**Data for review**
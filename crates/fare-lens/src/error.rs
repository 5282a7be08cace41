use crate::config::ConfigError;
use crate::fare_services::FetchError;
use crate::offers::IngestError;
use crate::telemetry::TelemetryError;
use axum::http::StatusCode;
use axum::response::{IntoResponse, Response};
use axum::Json;
use serde_json::json;
use std::fmt;

#[derive(Debug)]
pub enum AppError {
    Config(ConfigError),
    Telemetry(TelemetryError),
    Io(std::io::Error),
    Server(axum::Error),
    Ingest(IngestError),
    Fetch(FetchError),
}

impl fmt::Display for AppError {
    fn fmt(&self, f: &mut fmt::Formatter<'_>) -> fmt::Result {
        match self {
            AppError::Config(err) => write!(f, "configuration error: {}", err),
            AppError::Telemetry(err) => write!(f, "telemetry error: {}", err),
            AppError::Io(err) => write!(f, "io error: {}", err),
            AppError::Server(err) => write!(f, "server error: {}", err),
            AppError::Ingest(err) => write!(f, "invalid offer: {}", err),
            AppError::Fetch(err) => write!(f, "fare service error: {}", err),
        }
    }
}

impl std::error::Error for AppError {
    fn source(&self) -> Option<&(dyn std::error::Error + 'static)> {
        match self {
            AppError::Config(err) => Some(err),
            AppError::Telemetry(err) => Some(err),
            AppError::Io(err) => Some(err),
            AppError::Server(err) => Some(err),
            AppError::Ingest(err) => Some(err),
            AppError::Fetch(err) => Some(err),
        }
    }
}

impl IntoResponse for AppError {
    fn into_response(self) -> Response {
        let status = match self {
            AppError::Ingest(_) => StatusCode::UNPROCESSABLE_ENTITY,
            AppError::Fetch(FetchError::NotConfigured) => StatusCode::SERVICE_UNAVAILABLE,
            AppError::Fetch(_) => StatusCode::BAD_GATEWAY,
            AppError::Config(_)
            | AppError::Telemetry(_)
            | AppError::Io(_)
            | AppError::Server(_) => StatusCode::INTERNAL_SERVER_ERROR,
        };

        let body = match self {
            AppError::Ingest(_) => Json(json!({
                "error": self.to_string(),
                "state": "invalid_offer",
            })),
            _ => Json(json!({ "error": self.to_string() })),
        };
        (status, body).into_response()
    }
}

impl From<ConfigError> for AppError {
    fn from(value: ConfigError) -> Self {
        Self::Config(value)
    }
}

impl From<TelemetryError> for AppError {
    fn from(value: TelemetryError) -> Self {
        Self::Telemetry(value)
    }
}

impl From<std::io::Error> for AppError {
    fn from(value: std::io::Error) -> Self {
        Self::Io(value)
    }
}

impl From<axum::Error> for AppError {
    fn from(value: axum::Error) -> Self {
        Self::Server(value)
    }
}

impl From<IngestError> for AppError {
    fn from(value: IngestError) -> Self {
        Self::Ingest(value)
    }
}

impl From<FetchError> for AppError {
    fn from(value: FetchError) -> Self {
        Self::Fetch(value)
    }
}

#[cfg(test)]
mod tests {
    use super::*;

    #[test]
    fn invalid_offers_map_to_unprocessable() {
        let response = AppError::from(IngestError::MissingItineraries).into_response();
        assert_eq!(response.status(), StatusCode::UNPROCESSABLE_ENTITY);
    }

    #[test]
    fn missing_fare_service_maps_to_unavailable() {
        let response = AppError::from(FetchError::NotConfigured).into_response();
        assert_eq!(response.status(), StatusCode::SERVICE_UNAVAILABLE);
    }
}
use rust_decimal::Decimal;
use serde::{Deserialize, Serialize};

/// Business guesses used where the offer itself is silent. None of these are
/// derived from fare rules; override them per deployment through `AppConfig`.
#[derive(Debug, Clone, PartialEq, Eq, Serialize, Deserialize)]
pub struct PricingHeuristics {
    /// Share of the total attributed to taxes and fees when no base is quoted.
    pub fallback_fee_share: Decimal,
    pub domestic_bag_fee: Decimal,
    pub international_bag_fee: Decimal,
    /// Seat selection a basic-economy traveler usually ends up paying for.
    pub basic_economy_seat_fee: Decimal,
}

impl Default for PricingHeuristics {
    fn default() -> Self {
        Self {
            fallback_fee_share: Decimal::new(15, 2),
            domestic_bag_fee: Decimal::from(35),
            international_bag_fee: Decimal::from(60),
            basic_economy_seat_fee: Decimal::from(30),
        }
    }
}
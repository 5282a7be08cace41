use std::sync::atomic::{AtomicUsize, Ordering};
use std::sync::{Arc, Mutex};

use async_trait::async_trait;
use reqwest::StatusCode;
use serde_json::{json, Value};
use tokio::sync::Notify;

use crate::fare_services::domain::{FareRules, UpsellResponse};
use crate::fare_services::gateway::{FareServiceGateway, FetchError};
use crate::fare_services::service::FareServices;
use crate::offers::OfferEngine;

pub(super) fn fare_rules() -> FareRules {
    FareRules {
        refundable: false,
        refund_fee: None,
        refund_policy: "Non-refundable".to_string(),
        changeable: true,
        change_fee: Some(75.0),
        change_policy: "Changes allowed for a fee".to_string(),
        cancellation_policy: "24-hour free cancellation".to_string(),
        restrictions: vec!["Name changes not permitted".to_string()],
    }
}

pub(super) fn raw_offer(id: &str, fare_option: &str) -> Value {
    json!({
        "id": id,
        "itineraries": [{
            "duration": "PT2H",
            "segments": [{
                "departure": {"iataCode": "DFW", "at": "2025-11-02T08:00:00"},
                "arrival": {"iataCode": "ATL", "at": "2025-11-02T11:00:00"},
                "carrierCode": "DL",
                "number": "88"
            }]
        }],
        "price": {"total": "210.00", "currency": "USD"},
        "travelerPricings": [{
            "fareDetailsBySegment": [{"cabin": "ECONOMY", "fareOption": fare_option}]
        }]
    })
}

/// Scripted gateway counting calls. When `gate` is set, fare-rules calls
/// wait for a notification before answering.
#[derive(Default)]
pub(super) struct MockGateway {
    pub(super) fare_rules_calls: AtomicUsize,
    pub(super) upsell_calls: AtomicUsize,
    pub(super) fail_with: Mutex<Option<StatusCode>>,
    pub(super) fare_options: Mutex<Vec<Value>>,
    pub(super) gate: Option<Arc<Notify>>,
}

impl MockGateway {
    pub(super) fn failing(status: StatusCode) -> Self {
        Self {
            fail_with: Mutex::new(Some(status)),
            ..Self::default()
        }
    }

    pub(super) fn gated(gate: Arc<Notify>) -> Self {
        Self {
            gate: Some(gate),
            ..Self::default()
        }
    }

    pub(super) fn with_options(options: Vec<Value>) -> Self {
        Self {
            fare_options: Mutex::new(options),
            ..Self::default()
        }
    }

    pub(super) fn recover(&self) {
        *self.fail_with.lock().expect("mock mutex poisoned") = None;
    }

    fn scripted_failure(&self) -> Option<FetchError> {
        let status = *self.fail_with.lock().expect("mock mutex poisoned");
        status.map(FetchError::Status)
    }
}

#[async_trait]
impl FareServiceGateway for MockGateway {
    async fn fare_rules(&self, _offer_id: &str) -> Result<FareRules, FetchError> {
        self.fare_rules_calls.fetch_add(1, Ordering::SeqCst);
        if let Some(gate) = &self.gate {
            gate.notified().await;
        }
        match self.scripted_failure() {
            Some(error) => Err(error),
            None => Ok(fare_rules()),
        }
    }

    async fn upsell(&self, _offer: &Value) -> Result<UpsellResponse, FetchError> {
        self.upsell_calls.fetch_add(1, Ordering::SeqCst);
        if let Some(error) = self.scripted_failure() {
            return Err(error);
        }
        Ok(UpsellResponse {
            success: true,
            fare_options: self.fare_options.lock().expect("mock mutex poisoned").clone(),
        })
    }
}

pub(super) fn services(gateway: MockGateway) -> (Arc<FareServices<MockGateway>>, Arc<MockGateway>) {
    let gateway = Arc::new(gateway);
    let services = Arc::new(FareServices::new(
        gateway.clone(),
        Arc::new(OfferEngine::default()),
    ));
    (services, gateway)
}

**Description of the task**
In the records above, find each line that holds the word "Notify"; copy all such lines.

**Exercise solution**
use tokio::sync::Notify;
    pub(super) gate: Option<Arc<Notify>>,
    pub(super) fn gated(gate: Arc<Notify>) -> Self {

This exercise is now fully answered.